### Directions
Copy the full listing, changing nothing.

### Extracted material
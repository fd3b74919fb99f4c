use axum::{
    Router,
    http::HeaderValue,
    middleware,
    routing::{get, post},
};
use metrics_exporter_prometheus::PrometheusHandle;
use std::sync::Arc;
use tower_http::cors::{Any, CorsLayer};
use tower_http::trace::TraceLayer;

use crate::config::Config;
use crate::state::SharedState;

mod airing;
mod decode;
mod error;
mod observability;
mod pahe;
mod snapshots;
mod validation;

pub use error::{ApiError, ErrorBody};

#[derive(Clone)]
pub struct AppState {
    pub shared: Arc<SharedState>,

    pub start_time: std::time::Instant,

    pub prometheus_handle: Option<PrometheusHandle>,
}

impl AppState {
    #[must_use]
    pub fn config(&self) -> &Config {
        &self.shared.config
    }
}

#[must_use]
pub fn create_app_state(
    shared: Arc<SharedState>,
    prometheus_handle: Option<PrometheusHandle>,
) -> Arc<AppState> {
    Arc::new(AppState {
        shared,
        start_time: std::time::Instant::now(),
        prometheus_handle,
    })
}

pub async fn create_app_state_from_config(
    config: Config,
    prometheus_handle: Option<PrometheusHandle>,
) -> anyhow::Result<Arc<AppState>> {
    let shared = Arc::new(SharedState::new(config).await?);
    Ok(create_app_state(shared, prometheus_handle))
}

pub fn router(state: Arc<AppState>) -> Router {
    let cors_origins = state.config().server.cors_allowed_origins.clone();

    let api_router = Router::new()
        .route("/anime/pahe/links", get(pahe::get_pahe))
        .route("/anime/pahe/airing", get(airing::get_airing))
        .route(
            "/anime/pahe/snapshots/{*path}",
            get(snapshots::get_snapshot),
        )
        .route("/decode-url", post(decode::decode_url))
        .route("/health", get(observability::get_health))
        .route_layer(middleware::from_fn(observability::track_metrics))
        .with_state(state.clone());

    let cors_layer = if cors_origins.iter().any(|o| o == "*") {
        CorsLayer::new().allow_origin(Any)
    } else {
        let origins: Vec<HeaderValue> =
            cors_origins.iter().filter_map(|s| s.parse().ok()).collect();
        CorsLayer::new().allow_origin(origins)
    };

    Router::new()
        .nest("/api", api_router)
        .route("/metrics", get(observability::get_metrics))
        .with_state(state)
        .layer(cors_layer.allow_methods(Any).allow_headers(Any))
        .layer(TraceLayer::new_for_http())
}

### Task result
repository fd3b74919fb99f4c
use axum::{
    Router,
    http::HeaderValue,
    middleware,
    routing::{get, post},
};
use metrics_exporter_prometheus::PrometheusHandle;
use std::sync::Arc;
use tower_http::cors::{Any, CorsLayer};
use tower_http::trace::TraceLayer;

use crate::config::Config;
use crate::state::SharedState;

mod airing;
mod decode;
mod error;
mod observability;
mod pahe;
mod snapshots;
mod validation;

pub use error::{ApiError, ErrorBody};

#[derive(Clone)]
pub struct AppState {
    pub shared: Arc<SharedState>,

    pub start_time: std::time::Instant,

    pub prometheus_handle: Option<PrometheusHandle>,
}

impl AppState {
    #[must_use]
    pub fn config(&self) -> &Config {
        &self.shared.config
    }
}

#[must_use]
pub fn create_app_state(
    shared: Arc<SharedState>,
    prometheus_handle: Option<PrometheusHandle>,
) -> Arc<AppState> {
    Arc::new(AppState {
        shared,
        start_time: std::time::Instant::now(),
        prometheus_handle,
    })
}

pub async fn create_app_state_from_config(
    config: Config,
    prometheus_handle: Option<PrometheusHandle>,
) -> anyhow::Result<Arc<AppState>> {
    let shared = Arc::new(SharedState::new(config).await?);
    Ok(create_app_state(shared, prometheus_handle))
}

pub fn router(state: Arc<AppState>) -> Router {
    let cors_origins = state.config().server.cors_allowed_origins.clone();

    let api_router = Router::new()
        .route("/anime/pahe/links", get(pahe::get_pahe))
        .route("/anime/pahe/airing", get(airing::get_airing))
        .route(
            "/anime/pahe/snapshots/{*path}",
            get(snapshots::get_snapshot),
        )
        .route("/decode-url", post(decode::decode_url))
        .route("/health", get(observability::get_health))
        .route_layer(middleware::from_fn(observability::track_metrics))
        .with_state(state.clone());

    let cors_layer = if cors_origins.iter().any(|o| o == "*") {
        CorsLayer::new().allow_origin(Any)
    } else {
        let origins: Vec<HeaderValue> =
            cors_origins.iter().filter_map(|s| s.parse().ok()).collect();
        CorsLayer::new().allow_origin(origins)
    };

    Router::new()
        .nest("/api", api_router)
        .route("/metrics", get(observability::get_metrics))
        .with_state(state)
        .layer(cors_layer.allow_methods(Any).allow_headers(Any))
        .layer(TraceLayer::new_for_http())
}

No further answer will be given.